As JK Galbraith said…
“The modern conservative is engaged in one of man’s oldest exercises in moral philosophy; that is, the search for a superior moral justification for selfishness.”
That the rich defend their privilege should not be a surprise but I am still baffled as to why poor people continually vote (Tory) to make rich people richer!
On the narrow issue of recycling you correctly observe that banks FIRST choose to make loans that they think will be profitable; only then do they consider how to finance that loan. Of course, “system wide” the loan is “self financing” since the borrower will spend the money and that money will end up in a bank account somewhere which can, via interbank lending, find its way back to the original lending bank.

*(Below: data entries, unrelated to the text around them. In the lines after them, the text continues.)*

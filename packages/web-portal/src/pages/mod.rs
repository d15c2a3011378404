//! Routed pages

mod audit;
mod citizen;
mod dashboard;
mod financial;
mod login;
mod ministries;
mod ministry_detail;
mod not_found;
mod tax_payments;
mod transparency;

pub use audit::*;
pub use citizen::*;
pub use dashboard::*;
pub use financial::*;
pub use login::*;
pub use ministries::*;
pub use ministry_detail::*;
pub use not_found::*;
pub use tax_payments::*;
pub use transparency::*;

const INPUT: &str =
    "w-full px-3 py-2 border border-gray-300 rounded-md text-sm focus:outline-none focus:ring-2 focus:ring-emerald-500";
const LABEL: &str = "block text-sm font-medium text-gray-700 mb-1";
const BUTTON: &str =
    "bg-emerald-700 text-white py-2 px-4 rounded-md text-sm hover:bg-emerald-800 disabled:opacity-50 disabled:cursor-not-allowed";
const PANEL: &str = "bg-white rounded-lg shadow-sm border border-gray-200 p-6";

However, even if you “get” this you still might be tempted to think that all this cash that rich people deposit with their banks will eventually encourage more (and productive) lending. I am sorry to tell you that this is not the case.
Why? Seriously rich people save with Private Banks that do not service borrowers. In practice they place the excess cash on deposit with other banks (or the Central Bank). The problem is that Liquidity Regulations mean that banks that take these deposits can’t use them productively and they always end up as deposits at the Central Bank or financing highly liquid (existing) assets.
So, “Trickle Down” fails because rich people don’t spend, they just put money in the bank. “Trickle through” (of cash) from these deposits also fails because of Liquidity constraints (and one or two other reasons, too).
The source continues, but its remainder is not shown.